[[ The data, beginning ]]

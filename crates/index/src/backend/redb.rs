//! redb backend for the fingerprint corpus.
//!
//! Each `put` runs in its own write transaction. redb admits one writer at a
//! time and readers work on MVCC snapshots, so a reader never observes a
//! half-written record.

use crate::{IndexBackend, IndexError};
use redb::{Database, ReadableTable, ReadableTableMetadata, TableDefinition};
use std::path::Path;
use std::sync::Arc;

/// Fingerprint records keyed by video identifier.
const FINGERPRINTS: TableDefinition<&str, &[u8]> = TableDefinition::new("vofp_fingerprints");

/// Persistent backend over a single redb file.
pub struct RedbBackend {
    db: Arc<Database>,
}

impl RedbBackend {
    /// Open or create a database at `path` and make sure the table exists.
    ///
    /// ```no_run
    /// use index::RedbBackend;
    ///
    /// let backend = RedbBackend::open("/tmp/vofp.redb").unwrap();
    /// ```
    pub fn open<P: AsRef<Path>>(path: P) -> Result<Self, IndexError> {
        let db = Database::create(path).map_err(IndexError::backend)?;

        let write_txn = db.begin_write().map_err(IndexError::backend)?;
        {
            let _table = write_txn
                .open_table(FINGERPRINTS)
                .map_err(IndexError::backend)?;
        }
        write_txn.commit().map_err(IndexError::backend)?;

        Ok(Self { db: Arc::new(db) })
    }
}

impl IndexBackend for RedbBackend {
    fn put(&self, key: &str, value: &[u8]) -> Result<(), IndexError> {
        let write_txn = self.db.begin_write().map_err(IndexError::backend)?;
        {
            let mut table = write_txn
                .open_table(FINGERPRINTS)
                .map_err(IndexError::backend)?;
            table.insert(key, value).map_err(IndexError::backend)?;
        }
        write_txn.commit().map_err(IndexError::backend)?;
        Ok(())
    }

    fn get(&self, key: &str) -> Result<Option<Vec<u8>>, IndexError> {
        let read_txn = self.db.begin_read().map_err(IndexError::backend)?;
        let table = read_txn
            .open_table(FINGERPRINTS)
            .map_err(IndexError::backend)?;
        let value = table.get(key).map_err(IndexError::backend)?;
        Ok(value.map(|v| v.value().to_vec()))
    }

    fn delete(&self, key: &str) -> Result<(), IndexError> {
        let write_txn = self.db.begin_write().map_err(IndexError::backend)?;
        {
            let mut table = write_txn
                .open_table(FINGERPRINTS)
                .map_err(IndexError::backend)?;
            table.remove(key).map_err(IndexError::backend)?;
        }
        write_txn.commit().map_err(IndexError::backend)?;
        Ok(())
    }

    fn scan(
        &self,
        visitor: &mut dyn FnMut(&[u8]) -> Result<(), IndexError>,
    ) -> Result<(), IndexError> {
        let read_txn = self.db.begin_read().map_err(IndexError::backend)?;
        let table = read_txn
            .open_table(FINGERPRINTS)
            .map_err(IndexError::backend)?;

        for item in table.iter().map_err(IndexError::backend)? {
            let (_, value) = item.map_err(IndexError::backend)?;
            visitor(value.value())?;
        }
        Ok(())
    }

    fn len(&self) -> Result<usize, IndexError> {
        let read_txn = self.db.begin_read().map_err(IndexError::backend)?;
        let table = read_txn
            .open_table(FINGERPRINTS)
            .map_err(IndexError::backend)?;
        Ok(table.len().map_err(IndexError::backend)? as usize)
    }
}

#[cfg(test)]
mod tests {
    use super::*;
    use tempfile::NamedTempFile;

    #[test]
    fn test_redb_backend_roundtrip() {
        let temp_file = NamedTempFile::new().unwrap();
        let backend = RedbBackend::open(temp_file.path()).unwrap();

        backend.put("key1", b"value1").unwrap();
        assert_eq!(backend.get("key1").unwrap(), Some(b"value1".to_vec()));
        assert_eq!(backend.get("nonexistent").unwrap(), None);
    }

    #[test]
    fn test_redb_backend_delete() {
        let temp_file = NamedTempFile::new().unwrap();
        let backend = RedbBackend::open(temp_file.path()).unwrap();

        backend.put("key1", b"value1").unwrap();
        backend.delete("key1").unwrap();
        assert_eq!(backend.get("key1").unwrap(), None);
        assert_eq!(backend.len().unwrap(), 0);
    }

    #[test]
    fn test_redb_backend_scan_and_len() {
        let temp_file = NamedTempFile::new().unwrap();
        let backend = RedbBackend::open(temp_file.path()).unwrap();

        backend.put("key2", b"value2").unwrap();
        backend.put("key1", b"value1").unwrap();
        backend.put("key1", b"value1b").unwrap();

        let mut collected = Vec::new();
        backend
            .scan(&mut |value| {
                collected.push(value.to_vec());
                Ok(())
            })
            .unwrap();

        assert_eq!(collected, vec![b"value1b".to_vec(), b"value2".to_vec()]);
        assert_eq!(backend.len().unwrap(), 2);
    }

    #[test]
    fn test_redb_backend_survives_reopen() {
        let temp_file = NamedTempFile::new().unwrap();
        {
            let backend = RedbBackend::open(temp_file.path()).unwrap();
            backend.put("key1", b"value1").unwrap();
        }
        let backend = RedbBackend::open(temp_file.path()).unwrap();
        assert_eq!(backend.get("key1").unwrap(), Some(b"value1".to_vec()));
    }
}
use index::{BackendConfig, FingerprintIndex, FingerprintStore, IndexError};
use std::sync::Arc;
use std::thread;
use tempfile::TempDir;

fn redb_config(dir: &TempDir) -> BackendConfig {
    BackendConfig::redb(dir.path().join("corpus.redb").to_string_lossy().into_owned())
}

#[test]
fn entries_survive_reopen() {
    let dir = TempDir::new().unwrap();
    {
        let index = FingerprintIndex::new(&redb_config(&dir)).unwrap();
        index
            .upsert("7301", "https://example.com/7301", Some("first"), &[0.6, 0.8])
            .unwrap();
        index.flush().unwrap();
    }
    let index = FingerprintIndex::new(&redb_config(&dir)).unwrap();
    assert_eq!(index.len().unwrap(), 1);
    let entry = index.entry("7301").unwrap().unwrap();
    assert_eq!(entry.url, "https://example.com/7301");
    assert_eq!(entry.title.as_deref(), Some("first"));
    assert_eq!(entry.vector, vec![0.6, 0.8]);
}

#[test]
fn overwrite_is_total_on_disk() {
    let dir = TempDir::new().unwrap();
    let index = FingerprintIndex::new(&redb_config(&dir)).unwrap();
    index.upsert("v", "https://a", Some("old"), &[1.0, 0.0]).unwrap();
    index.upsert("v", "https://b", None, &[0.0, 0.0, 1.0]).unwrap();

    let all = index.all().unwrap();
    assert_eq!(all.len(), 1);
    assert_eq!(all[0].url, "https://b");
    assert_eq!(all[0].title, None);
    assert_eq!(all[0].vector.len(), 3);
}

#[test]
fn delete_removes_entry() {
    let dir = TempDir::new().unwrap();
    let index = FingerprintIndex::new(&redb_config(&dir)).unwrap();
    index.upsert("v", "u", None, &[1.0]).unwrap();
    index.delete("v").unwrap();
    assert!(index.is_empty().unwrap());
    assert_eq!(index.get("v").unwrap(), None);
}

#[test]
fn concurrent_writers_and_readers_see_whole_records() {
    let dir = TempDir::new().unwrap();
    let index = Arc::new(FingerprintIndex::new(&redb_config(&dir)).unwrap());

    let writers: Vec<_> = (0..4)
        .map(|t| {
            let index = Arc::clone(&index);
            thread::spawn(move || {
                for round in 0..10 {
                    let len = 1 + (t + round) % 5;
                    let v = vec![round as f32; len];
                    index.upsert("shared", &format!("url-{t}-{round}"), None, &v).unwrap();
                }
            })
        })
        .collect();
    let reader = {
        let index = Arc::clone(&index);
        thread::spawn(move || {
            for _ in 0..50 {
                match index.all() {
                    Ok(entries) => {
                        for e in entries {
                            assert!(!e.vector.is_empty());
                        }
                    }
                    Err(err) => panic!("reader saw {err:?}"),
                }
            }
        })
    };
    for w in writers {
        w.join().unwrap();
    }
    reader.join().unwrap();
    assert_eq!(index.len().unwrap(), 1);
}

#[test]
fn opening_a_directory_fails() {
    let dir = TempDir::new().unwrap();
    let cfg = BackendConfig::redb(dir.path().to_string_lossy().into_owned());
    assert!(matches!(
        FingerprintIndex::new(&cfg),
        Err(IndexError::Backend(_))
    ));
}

[[ The data, end ]]

◆ Required action
Take the lines from the first line of the listing up to and including the line with "let db = Database::create(path).map_err(IndexError::backend)?;" and give them again exactly.

◆ Answer
filename crates/index/src/backend/redb.rs
//! redb backend for the fingerprint corpus.
//!
//! Each `put` runs in its own write transaction. redb admits one writer at a
//! time and readers work on MVCC snapshots, so a reader never observes a
//! half-written record.

use crate::{IndexBackend, IndexError};
use redb::{Database, ReadableTable, ReadableTableMetadata, TableDefinition};
use std::path::Path;
use std::sync::Arc;

/// Fingerprint records keyed by video identifier.
const FINGERPRINTS: TableDefinition<&str, &[u8]> = TableDefinition::new("vofp_fingerprints");

/// Persistent backend over a single redb file.
pub struct RedbBackend {
    db: Arc<Database>,
}

impl RedbBackend {
    /// Open or create a database at `path` and make sure the table exists.
    ///
    /// ```no_run
    /// use index::RedbBackend;
    ///
    /// let backend = RedbBackend::open("/tmp/vofp.redb").unwrap();
    /// ```
    pub fn open<P: AsRef<Path>>(path: P) -> Result<Self, IndexError> {
        let db = Database::create(path).map_err(IndexError::backend)?;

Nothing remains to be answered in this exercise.